Patients and Methods:
FAP patients who had RPC between 1983 and 1990 were contacted for interview and upper gastrointestinal (GI) and ileal pouch endoscopy.
Results:
Sixty-two males and 48 females had undergone hand-sewn RPC during this period. One patient died postoperatively (0.9%). Among 96 patients available for a minimal follow-up of 11 years, 7 patients died: 3 from causes unrelated to FAP, 2 from metastatic colorectal cancer, and 2 from mesenteric desmoid tumor (MDT). Thirteen patients had a symptomatic MDT (13.5%). Of 73 patients who had an upper GI endoscopy, 52 developed duodenal and/or ampullary adenomas. Four patients required surgical treatment of their duodenal lesions. Among 54 patients who underwent ileal pouch endoscopy, pouch adenomas were noted in 29. No invasive duodenal or ileal pouch carcinoma were detected. Functional results of RPC were significantly worse in MDT patients.
Conclusions:
RPC eliminates the risk of colorectal cancer, and close upper GI surveillance may help prevent duodenal malignancy. MDTs are the principal cause of death, once colorectal cancer has been prevented, and the main reason for worsening functional results.

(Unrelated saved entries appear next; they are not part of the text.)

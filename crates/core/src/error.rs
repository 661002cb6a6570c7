#[derive(Debug, thiserror::Error)]
pub enum CoreError {
    #[error("Entity not found: {entity} with key {key}")]
    NotFound { entity: &'static str, key: String },

    #[error("Validation failed: {0}")]
    Validation(String),

    #[error("Conflict: {0}")]
    Conflict(String),

    #[error("Internal error: {0}")]
    Internal(String),
}
//! Handlers for affiliation (team) lookups.

use axum::extract::{Path, State};
use axum::response::IntoResponse;
use axum::Json;
use serde_json::{Map, Value};
use superheroes_db::repositories::HeroQueryRepo;

use crate::error::AppResult;
use crate::state::AppState;

/// GET /team/{team}
///
/// Aliases of every hero in `team`, matched exactly but ignoring case.
/// The response is keyed by the team name as requested.
pub async fn get_team(
    State(state): State<AppState>,
    Path(team): Path<String>,
) -> AppResult<impl IntoResponse> {
    tracing::debug!(%team, "Looking up team members");

    let members = HeroQueryRepo::team_members(&state.pool, &team).await?;

    let mut body = Map::new();
    body.insert(team, members.into());
    Ok(Json(body))
}

/// GET /team/fuzzy/{name}
///
/// Every affiliation containing `name` ignoring case, each mapped to the
/// aliases of its members.
pub async fn fuzzy_teams(
    State(state): State<AppState>,
    Path(name): Path<String>,
) -> AppResult<impl IntoResponse> {
    tracing::debug!(%name, "Searching teams");

    let teams = HeroQueryRepo::fuzzy_teams(&state.pool, &name).await?;

    let body: Map<String, Value> = teams
        .into_iter()
        .map(|row| (row.team, row.members.into()))
        .collect();
    Ok(Json(body))
}
//! Hero domain types.
//!
//! Two families of types live here:
//!
//! - The raw catalog record ([`RawHero`] and its sub-mappings) as the external
//!   superhero API returns it. Every sub-mapping and field is optional.
//! - The flat projections persisted to the `hero`, `hero_stats` and
//!   `hero_affiliation` tables, plus [`FullHero`] which is what the read
//!   endpoints return.

use serde::de::Error as _;
use serde::{Deserialize, Deserializer, Serialize};

use crate::error::CoreError;
use crate::types::DbId;

// ---------------------------------------------------------------------------
// Tables and columns
// ---------------------------------------------------------------------------

pub const TABLE_HERO: &str = "hero";
pub const TABLE_HERO_STATS: &str = "hero_stats";
pub const TABLE_HERO_AFFILIATION: &str = "hero_affiliation";

/// All valid table name strings.
const VALID_TABLE_STRINGS: &[&str] = &[TABLE_HERO, TABLE_HERO_STATS, TABLE_HERO_AFFILIATION];

/// Columns of `hero` that the update endpoint may change.
pub const HERO_UPDATABLE_COLUMNS: &[&str] =
    &["name", "alias", "species", "first_appearance", "publisher"];

/// Columns of `hero_stats` that the update endpoint may change.
pub const STATS_UPDATABLE_COLUMNS: &[&str] = &[
    "intelligence",
    "strength",
    "speed",
    "durability",
    "power",
    "combat",
];

/// Columns of `hero_affiliation` that the update endpoint may change.
pub const AFFILIATION_UPDATABLE_COLUMNS: &[&str] = &["affiliation"];

/// One of the three persisted tables.
#[derive(Debug, Clone, Copy, PartialEq, Eq, Hash)]
pub enum HeroTable {
    Hero,
    Stats,
    Affiliation,
}

impl HeroTable {
    /// Return the SQL table name.
    pub fn as_str(&self) -> &'static str {
        match self {
            Self::Hero => TABLE_HERO,
            Self::Stats => TABLE_HERO_STATS,
            Self::Affiliation => TABLE_HERO_AFFILIATION,
        }
    }

    /// Parse a table from its SQL name.
    pub fn from_str(s: &str) -> Result<Self, CoreError> {
        match s {
            TABLE_HERO => Ok(Self::Hero),
            TABLE_HERO_STATS => Ok(Self::Stats),
            TABLE_HERO_AFFILIATION => Ok(Self::Affiliation),
            _ => Err(CoreError::Validation(format!(
                "Invalid table name '{s}'. Must be one of: {}",
                VALID_TABLE_STRINGS.join(", ")
            ))),
        }
    }

    /// Columns on this table that may be changed through an update.
    ///
    /// `id` never appears: the primary key is owned by the catalog.
    pub fn updatable_columns(&self) -> &'static [&'static str] {
        match self {
            Self::Hero => HERO_UPDATABLE_COLUMNS,
            Self::Stats => STATS_UPDATABLE_COLUMNS,
            Self::Affiliation => AFFILIATION_UPDATABLE_COLUMNS,
        }
    }
}

impl std::fmt::Display for HeroTable {
    fn fmt(&self, f: &mut std::fmt::Formatter<'_>) -> std::fmt::Result {
        f.write_str(self.as_str())
    }
}

/// One of the six ability ratings stored in `hero_stats`.
///
/// Ranking queries interpolate a column name into SQL, so the name must come
/// from this enum and never from request text.
#[derive(Debug, Clone, Copy, PartialEq, Eq, Hash)]
pub enum StatColumn {
    Intelligence,
    Strength,
    Speed,
    Durability,
    Power,
    Combat,
}

impl StatColumn {
    pub const ALL: [StatColumn; 6] = [
        Self::Intelligence,
        Self::Strength,
        Self::Speed,
        Self::Durability,
        Self::Power,
        Self::Combat,
    ];

    /// Return the column name as a lowercase string slice.
    pub fn as_str(&self) -> &'static str {
        match self {
            Self::Intelligence => "intelligence",
            Self::Strength => "strength",
            Self::Speed => "speed",
            Self::Durability => "durability",
            Self::Power => "power",
            Self::Combat => "combat",
        }
    }

    /// Parse a stat column, ignoring ASCII case.
    pub fn from_str(s: &str) -> Result<Self, CoreError> {
        match s.to_ascii_lowercase().as_str() {
            "intelligence" => Ok(Self::Intelligence),
            "strength" => Ok(Self::Strength),
            "speed" => Ok(Self::Speed),
            "durability" => Ok(Self::Durability),
            "power" => Ok(Self::Power),
            "combat" => Ok(Self::Combat),
            _ => Err(CoreError::Validation(format!(
                "Invalid stat '{s}'. Must be one of: {}",
                STATS_UPDATABLE_COLUMNS.join(", ")
            ))),
        }
    }
}

// ---------------------------------------------------------------------------
// Raw catalog record
// ---------------------------------------------------------------------------

/// A hero as returned by the external catalog.
#[derive(Debug, Clone, Deserialize)]
pub struct RawHero {
    #[serde(deserialize_with = "deserialize_id")]
    pub id: DbId,
    /// The catalog's `name` is the hero's alias (e.g. "Spider-Man").
    pub name: Option<String>,
    pub biography: Option<RawBiography>,
    pub appearance: Option<RawAppearance>,
    pub connections: Option<RawConnections>,
    pub powerstats: Option<RawPowerstats>,
}

#[derive(Debug, Clone, PartialEq, Eq, Deserialize)]
#[serde(rename_all = "camelCase")]
pub struct RawBiography {
    pub full_name: Option<String>,
    pub first_appearance: Option<String>,
    pub publisher: Option<String>,
}

/// Stand-in used when the catalog omits `biography` entirely.
impl Default for RawBiography {
    fn default() -> Self {
        Self {
            full_name: Some(String::new()),
            first_appearance: Some(String::new()),
            publisher: Some(String::new()),
        }
    }
}

#[derive(Debug, Clone, PartialEq, Eq, Deserialize)]
pub struct RawAppearance {
    pub race: Option<String>,
}

impl Default for RawAppearance {
    fn default() -> Self {
        Self {
            race: Some(String::new()),
        }
    }
}

#[derive(Debug, Clone, PartialEq, Eq, Deserialize)]
#[serde(rename_all = "camelCase")]
pub struct RawConnections {
    pub group_affiliation: Option<String>,
}

impl Default for RawConnections {
    fn default() -> Self {
        Self {
            group_affiliation: Some(String::new()),
        }
    }
}

/// Ability ratings as supplied by the catalog. `None` means the key was
/// absent, null, or the literal string `"null"`.
#[derive(Debug, Clone, Default, PartialEq, Eq, Deserialize)]
pub struct RawPowerstats {
    #[serde(default, deserialize_with = "deserialize_rating")]
    pub intelligence: Option<i32>,
    #[serde(default, deserialize_with = "deserialize_rating")]
    pub strength: Option<i32>,
    #[serde(default, deserialize_with = "deserialize_rating")]
    pub speed: Option<i32>,
    #[serde(default, deserialize_with = "deserialize_rating")]
    pub durability: Option<i32>,
    #[serde(default, deserialize_with = "deserialize_rating")]
    pub power: Option<i32>,
    #[serde(default, deserialize_with = "deserialize_rating")]
    pub combat: Option<i32>,
}

impl RawPowerstats {
    /// Look up the supplied rating for a stat column.
    pub fn get(&self, column: StatColumn) -> Option<i32> {
        match column {
            StatColumn::Intelligence => self.intelligence,
            StatColumn::Strength => self.strength,
            StatColumn::Speed => self.speed,
            StatColumn::Durability => self.durability,
            StatColumn::Power => self.power,
            StatColumn::Combat => self.combat,
        }
    }
}

/// The catalog is inconsistent about numbers: some mirrors quote them.
#[derive(Deserialize)]
#[serde(untagged)]
enum NumberOrString {
    Number(i64),
    Text(String),
}

fn deserialize_id<'de, D>(deserializer: D) -> Result<DbId, D::Error>
where
    D: Deserializer<'de>,
{
    match NumberOrString::deserialize(deserializer)? {
        NumberOrString::Number(n) => Ok(n),
        NumberOrString::Text(s) => s
            .trim()
            .parse()
            .map_err(|_| D::Error::custom(format!("invalid hero id '{s}'"))),
    }
}

fn deserialize_rating<'de, D>(deserializer: D) -> Result<Option<i32>, D::Error>
where
    D: Deserializer<'de>,
{
    match Option::<NumberOrString>::deserialize(deserializer)? {
        None => Ok(None),
        Some(NumberOrString::Number(n)) => i32::try_from(n)
            .map(Some)
            .map_err(|_| D::Error::custom(format!("rating {n} out of range"))),
        Some(NumberOrString::Text(s)) => {
            let s = s.trim();
            if s.is_empty() || s.eq_ignore_ascii_case("null") {
                return Ok(None);
            }
            s.parse()
                .map(Some)
                .map_err(|_| D::Error::custom(format!("invalid rating '{s}'")))
        }
    }
}

// ---------------------------------------------------------------------------
// Projections
// ---------------------------------------------------------------------------

/// Projection onto the `hero` table.
#[derive(Debug, Clone, PartialEq, Eq, Serialize, Deserialize)]
pub struct HeroRecord {
    pub id: DbId,
    /// Biographical full name.
    pub name: Option<String>,
    pub alias: Option<String>,
    pub species: Option<String>,
    pub first_appearance: Option<String>,
    pub publisher: Option<String>,
}

/// Projection onto the `hero_stats` table.
#[derive(Debug, Clone, PartialEq, Eq, Serialize, Deserialize)]
pub struct StatsRecord {
    pub id: DbId,
    pub intelligence: i32,
    pub strength: i32,
    pub speed: i32,
    pub durability: i32,
    pub power: i32,
    pub combat: i32,
}

impl StatsRecord {
    /// A stats row with every rating at 0.
    pub fn zeroed(id: DbId) -> Self {
        Self {
            id,
            intelligence: 0,
            strength: 0,
            speed: 0,
            durability: 0,
            power: 0,
            combat: 0,
        }
    }

    pub fn get(&self, column: StatColumn) -> i32 {
        match column {
            StatColumn::Intelligence => self.intelligence,
            StatColumn::Strength => self.strength,
            StatColumn::Speed => self.speed,
            StatColumn::Durability => self.durability,
            StatColumn::Power => self.power,
            StatColumn::Combat => self.combat,
        }
    }

    pub fn set(&mut self, column: StatColumn, value: i32) {
        let slot = match column {
            StatColumn::Intelligence => &mut self.intelligence,
            StatColumn::Strength => &mut self.strength,
            StatColumn::Speed => &mut self.speed,
            StatColumn::Durability => &mut self.durability,
            StatColumn::Power => &mut self.power,
            StatColumn::Combat => &mut self.combat,
        };
        *slot = value;
    }
}

/// Projection onto the `hero_affiliation` table: one row per group.
#[derive(Debug, Clone, PartialEq, Eq, Serialize, Deserialize)]
pub struct AffiliationRecord {
    pub id: DbId,
    pub affiliation: String,
}

/// All three projections of one raw record, used for bulk ingestion.
#[derive(Debug, Clone, PartialEq, Eq, Serialize)]
pub struct NormalizedHero {
    pub hero: HeroRecord,
    pub stats: StatsRecord,
    pub affiliations: Vec<AffiliationRecord>,
}

/// A hero as returned by `GET /hero/{name}`.
#[derive(Debug, Clone, PartialEq, Eq, Serialize)]
pub struct FullHero {
    pub info: HeroRecord,
    /// `None` when the hero has no `hero_stats` row.
    pub stats: Option<StatsRecord>,
    pub affiliations: Vec<String>,
}
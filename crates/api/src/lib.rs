//! Superheroes API server library.
//!
//! Exposes config, state, error handling, routes and the catalog ingestion
//! pipeline so integration tests and both binaries share them.

pub mod config;
pub mod error;
pub mod handlers;
pub mod ingest;
pub mod router;
pub mod routes;
pub mod state;
//! Handlers for hero lookups, ranking, updates and deletes.
//!
//! SQL lives in `superheroes_db`; these handlers parse the request, call the
//! repository and reshape rows into the response envelope.

use axum::extract::rejection::{JsonRejection, QueryRejection};
use axum::extract::{Path, Query, State};
use axum::response::IntoResponse;
use axum::Json;
use serde::{Deserialize, Serialize};
use serde_json::{Map, Value};
use superheroes_core::hero::{FullHero, StatColumn};
use superheroes_core::update::HeroUpdate;
use superheroes_db::models::hero::{StrongestRow, UpdatedRow};
use superheroes_db::repositories::hero_query_repo::DEFAULT_STRONGEST_LIMIT;
use superheroes_db::repositories::{HeroQueryRepo, HeroRepo};

use crate::error::{AppError, AppResult};
use crate::state::AppState;

/// Status string carried by successful mutation and ranking responses.
const STATUS_SUCCESS: &str = "SUCCESS";

#[derive(Debug, Serialize)]
pub struct HeroesResponse {
    pub heroes: Vec<FullHero>,
}

#[derive(Debug, Serialize)]
pub struct StrongestResponse {
    pub status: &'static str,
    /// One `{alias, <stat>: value}` object per hero.
    pub heroes: Vec<Map<String, Value>>,
}

#[derive(Debug, Serialize)]
pub struct UpdateResponse {
    pub status: &'static str,
    pub response: UpdatedRow,
}

#[derive(Debug, Serialize)]
pub struct DeleteResponse {
    pub status: &'static str,
    /// Number of heroes removed.
    pub deleted: u64,
}

/// Query parameters for `GET /hero/strongest/{stat}`.
#[derive(Debug, Deserialize)]
pub struct StrongestParams {
    pub limit: Option<i64>,
}

// ---------------------------------------------------------------------------
// Reads
// ---------------------------------------------------------------------------

/// GET /hero/{name}
///
/// Every hero whose alias matches `name` ignoring case, with stats and
/// affiliations. `%` and `_` act as wildcards. No match is an empty list.
pub async fn get_heroes(
    State(state): State<AppState>,
    Path(name): Path<String>,
) -> AppResult<impl IntoResponse> {
    tracing::debug!(%name, "Looking up heroes by alias");

    let heroes = HeroQueryRepo::find_by_alias(&state.pool, &name)
        .await?
        .into_iter()
        .map(|row| row.into_full_hero())
        .collect();

    Ok(Json(HeroesResponse { heroes }))
}

/// GET /hero/strongest/{stat}?limit=N
///
/// The top `limit` heroes (default 5) ranked by one rating, highest first.
pub async fn strongest(
    State(state): State<AppState>,
    Path(stat): Path<String>,
    params: Result<Query<StrongestParams>, QueryRejection>,
) -> AppResult<impl IntoResponse> {
    let Query(params) = params?;
    let column = StatColumn::from_str(&stat)?;
    let limit = params.limit.unwrap_or(DEFAULT_STRONGEST_LIMIT);
    if limit < 0 {
        return Err(AppError::BadRequest(format!(
            "limit must be non-negative, got {limit}"
        )));
    }
    tracing::debug!(stat = column.as_str(), limit, "Ranking heroes");

    let rows = HeroQueryRepo::strongest(&state.pool, column, limit).await?;
    let heroes = rows
        .into_iter()
        .map(|row| ranked_hero(column, row))
        .collect();

    Ok(Json(StrongestResponse {
        status: STATUS_SUCCESS,
        heroes,
    }))
}

fn ranked_hero(column: StatColumn, row: StrongestRow) -> Map<String, Value> {
    let mut hero = Map::new();
    hero.insert("alias".to_string(), row.alias.into());
    hero.insert(column.as_str().to_string(), row.value.into());
    hero
}

// ---------------------------------------------------------------------------
// Mutations
// ---------------------------------------------------------------------------

/// POST /fix
///
/// Body: `{ "table": ..., "name": <alias>, <column>: <value>, ... }`.
/// The payload is validated in full before the database is touched.
pub async fn fix_hero(
    State(state): State<AppState>,
    body: Result<Json<Value>, JsonRejection>,
) -> AppResult<impl IntoResponse> {
    let Json(body) = body?;
    let update = HeroUpdate::from_json(&body)?;
    tracing::debug!(table = %update.table, alias = %update.alias, "Applying hero update");

    let updated = HeroRepo::update(&state.pool, &update).await?;

    tracing::info!(
        table = %update.table,
        alias = %update.alias,
        columns = update.changes.len(),
        "Hero updated",
    );

    Ok(Json(UpdateResponse {
        status: STATUS_SUCCESS,
        response: updated,
    }))
}

/// DELETE /delete/{name}
///
/// Delete every hero whose alias equals `name` ignoring case. Stats and
/// affiliations cascade. Deleting an unknown alias succeeds with `deleted: 0`.
pub async fn delete_hero(
    State(state): State<AppState>,
    Path(name): Path<String>,
) -> AppResult<impl IntoResponse> {
    let deleted = HeroRepo::delete_by_alias(&state.pool, &name).await?;

    tracing::info!(%name, deleted, "Heroes deleted");

    Ok(Json(DeleteResponse {
        status: STATUS_SUCCESS,
        deleted,
    }))
}
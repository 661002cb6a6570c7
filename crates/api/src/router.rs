//! Shared application router builder.
//!
//! Provides [`build_app_router`] so both the production binary (`main.rs`)
//! and integration tests (`tests/common/mod.rs`) use the exact same middleware
//! stack.

use std::time::Duration;

use axum::http::header::CONTENT_TYPE;
use axum::http::{HeaderName, Method, StatusCode};
use axum::Router;
use tower_http::catch_panic::CatchPanicLayer;
use tower_http::cors::CorsLayer;
use tower_http::request_id::{MakeRequestUuid, PropagateRequestIdLayer, SetRequestIdLayer};
use tower_http::timeout::TimeoutLayer;
use tower_http::trace::{DefaultMakeSpan, DefaultOnResponse, TraceLayer};
use tracing::Level;

use crate::config::ServerConfig;
use crate::routes;
use crate::state::AppState;

/// Build the full application [`Router`] with all middleware layers.
///
/// The middleware stack is applied bottom-up:
///
/// 1. CORS
/// 2. Set request ID on incoming requests
/// 3. Structured request/response tracing
/// 4. Propagate request ID to response
/// 5. Request timeout
/// 6. Panic recovery (catch panics, return 500)
pub fn build_app_router(state: AppState, config: &ServerConfig) -> Router {
    let cors = build_cors_layer(config);
    let request_id_header = HeaderName::from_static("x-request-id");

    Router::new()
        .merge(routes::health::router())
        .merge(routes::api_routes())
        // -- Middleware stack (applied bottom-up) --
        .layer(CatchPanicLayer::new())
        .layer(TimeoutLayer::with_status_code(
            StatusCode::REQUEST_TIMEOUT,
            Duration::from_secs(config.request_timeout_secs),
        ))
        .layer(PropagateRequestIdLayer::new(request_id_header.clone()))
        .layer(
            TraceLayer::new_for_http()
                .make_span_with(DefaultMakeSpan::new().level(Level::INFO))
                .on_response(DefaultOnResponse::new().level(Level::INFO)),
        )
        .layer(SetRequestIdLayer::new(request_id_header, MakeRequestUuid))
        .layer(cors)
        .with_state(state)
}

/// Build the CORS middleware layer from server configuration.
///
/// Panics at startup if any configured origin is invalid, so misconfiguration
/// fails fast.
pub fn build_cors_layer(config: &ServerConfig) -> CorsLayer {
    let origins: Vec<_> = config
        .cors_origins
        .iter()
        .map(|o| {
            o.parse()
                .unwrap_or_else(|e| panic!("Invalid CORS origin '{o}': {e}"))
        })
        .collect();

    CorsLayer::new()
        .allow_origin(origins)
        .allow_methods([Method::GET, Method::POST, Method::DELETE])
        .allow_headers([CONTENT_TYPE])
        .max_age(Duration::from_secs(3600))
}
use axum::extract::rejection::{JsonRejection, QueryRejection};
use axum::http::StatusCode;
use axum::response::{IntoResponse, Response};
use serde_json::json;
use superheroes_core::error::CoreError;
use superheroes_db::DbError;
use superheroes_source::SourceError;

/// Application-level error type for HTTP handlers.
///
/// Wraps [`CoreError`] for domain errors and adds HTTP-specific variants.
/// Implements [`IntoResponse`] to produce consistent JSON error responses.
#[derive(Debug, thiserror::Error)]
pub enum AppError {
    /// A domain-level error from `superheroes_core`.
    #[error(transparent)]
    Core(#[from] CoreError),

    /// A database error from sqlx.
    #[error("Database error: {0}")]
    Database(#[from] sqlx::Error),

    /// A failure talking to the hero catalog.
    #[error(transparent)]
    Source(#[from] SourceError),

    /// A bad request with a human-readable message.
    #[error("Bad request: {0}")]
    BadRequest(String),

    /// An internal error with a human-readable message.
    #[error("Internal error: {0}")]
    InternalError(String),
}

/// Convenience type alias for handler return values.
pub type AppResult<T> = Result<T, AppError>;

impl From<DbError> for AppError {
    fn from(err: DbError) -> Self {
        match err {
            DbError::Core(core) => AppError::Core(core),
            DbError::Sqlx(sqlx) => AppError::Database(sqlx),
        }
    }
}

impl From<JsonRejection> for AppError {
    fn from(rejection: JsonRejection) -> Self {
        AppError::BadRequest(rejection.body_text())
    }
}

impl From<QueryRejection> for AppError {
    fn from(rejection: QueryRejection) -> Self {
        AppError::BadRequest(rejection.body_text())
    }
}

impl IntoResponse for AppError {
    fn into_response(self) -> Response {
        let (status, code, message) = match &self {
            // --- CoreError variants ---
            AppError::Core(core) => match core {
                CoreError::NotFound { entity, key } => (
                    StatusCode::NOT_FOUND,
                    "NOT_FOUND",
                    format!("{entity} '{key}' not found"),
                ),
                CoreError::Validation(msg) => {
                    (StatusCode::BAD_REQUEST, "VALIDATION_ERROR", msg.clone())
                }
                CoreError::Conflict(msg) => (StatusCode::CONFLICT, "CONFLICT", msg.clone()),
                CoreError::Internal(msg) => {
                    tracing::error!(error = %msg, "Internal core error");
                    internal_error()
                }
            },

            // --- Database errors ---
            AppError::Database(err) => classify_sqlx_error(err),

            // --- Catalog errors ---
            AppError::Source(err) => classify_source_error(err),

            // --- HTTP-specific errors ---
            AppError::BadRequest(msg) => (StatusCode::BAD_REQUEST, "BAD_REQUEST", msg.clone()),
            AppError::InternalError(msg) => {
                tracing::error!(error = %msg, "Internal error");
                internal_error()
            }
        };

        let body = json!({
            "message": message,
            "code": code,
        });

        (status, axum::Json(body)).into_response()
    }
}

fn internal_error() -> (StatusCode, &'static str, String) {
    (
        StatusCode::INTERNAL_SERVER_ERROR,
        "INTERNAL_ERROR",
        "An internal error occurred".to_string(),
    )
}

/// Classify a sqlx error into an HTTP status, error code, and message.
///
/// - `RowNotFound` maps to 404.
/// - Unique constraint violations (SQLSTATE `23505`) map to 409.
/// - Everything else maps to 500 with a sanitized message.
fn classify_sqlx_error(err: &sqlx::Error) -> (StatusCode, &'static str, String) {
    match err {
        sqlx::Error::RowNotFound => (
            StatusCode::NOT_FOUND,
            "NOT_FOUND",
            "Resource not found".to_string(),
        ),
        sqlx::Error::Database(db_err) if db_err.code().as_deref() == Some("23505") => {
            let constraint = db_err.constraint().unwrap_or("unknown");
            (
                StatusCode::CONFLICT,
                "CONFLICT",
                format!("Duplicate value violates unique constraint: {constraint}"),
            )
        }
        other => {
            tracing::error!(error = %other, "Database error");
            internal_error()
        }
    }
}

/// Classify a catalog error. Upstream failures become 502 without exposing
/// the upstream response.
fn classify_source_error(err: &SourceError) -> (StatusCode, &'static str, String) {
    match err {
        SourceError::UnknownSelector(msg) => {
            (StatusCode::BAD_REQUEST, "VALIDATION_ERROR", msg.clone())
        }
        other => {
            tracing::error!(error = %other, "Hero catalog error");
            (
                StatusCode::BAD_GATEWAY,
                "UPSTREAM_ERROR",
                "The hero catalog could not be reached".to_string(),
            )
        }
    }
}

Among 110 patients with FAP that had restorative proctocolectomy at least 11 years ago, none have developed cancer of the upper gastrointestinal tract or the pouch, but 13 have developed mesenteric desmoid tumors, and 2 have died of these tumors.
Familial adenomatous polyposis (FAP) is an autosomal-dominant condition caused by germline mutation of the APC tumor suppressor gene that occurs with a frequency of approximately 1 in 7500 of the general population.1 The defining feature of FAP is the development of multiple adenomatous large bowel polyps in childhood and adolescence that inevitably progress to colorectal carcinoma, so that patients are usually treated by prophylactic colectomy in their teens or early twenties. Controversy exists as to whether proctocolectomy and ileal pouch formation or total colectomy and ileorectostomy (IR) is the best prophylactic operation for FAP patients. Protagonists of colectomy and IR argue that pouch surgery is associated with more frequent and more serious perioperative complications than IR and that the greatest risk of death from cancer lies with upper gastrointestinal tract lesions.2 Protagonists of RPC counter argue that FAP patients are at high risk of rectal cancer, which is at least theoretically eliminated by RPC. Moreover, FAP patients are also predisposed to the development of small bowel polyps, including the ileal reservoir.3 Finally, desmoid tumors, which are poorly understood locally invasive proliferations of myofibroblasts, arise in about 10% of FAP4 patients and may contribute significantly to morbidity and even mortality after either IR or RPC. FAP patients that have had RPC are therefore still at risk to develop adenocarcinoma of the duodenum or/and of the ileal pouch and to develop desmoid tumor. The long-term causes of failure in FAP patients after RPC have not been assessed. Our aim was therefore to assess the long-term complications of RPC for FAP, especially as it relates to failure and causes of death.
PATIENTS AND METHODS
Patients
The medical records of all patients with FAP who had undergone RPC, including mucosectomy and hand-sewn anastomosis, between January 1983 and December 1990 were reviewed. Demographic data and data concerning patient's operations and pathologic specimens were obtained. Patients were contacted, interviewed, and recommended to have upper gastrointestinal endoscopy and pouch endoscopy at our institution or at an institution nearer their residence, according to their wishes and the authorization of their regional social security center. Long-term functional data included stool frequency (daytime and nighttime), urgency (inability to retain stool more than 15 minutes), daytime and nighttime continence, need to wear a protective pad, need for medication, perineal skin irritation, and diet. Patients were asked whether they had underwent another surgery elsewhere and the reason for the surgery and whether they had developed desmoid tumors, epidermoid cyst, osteoma, or other tumors.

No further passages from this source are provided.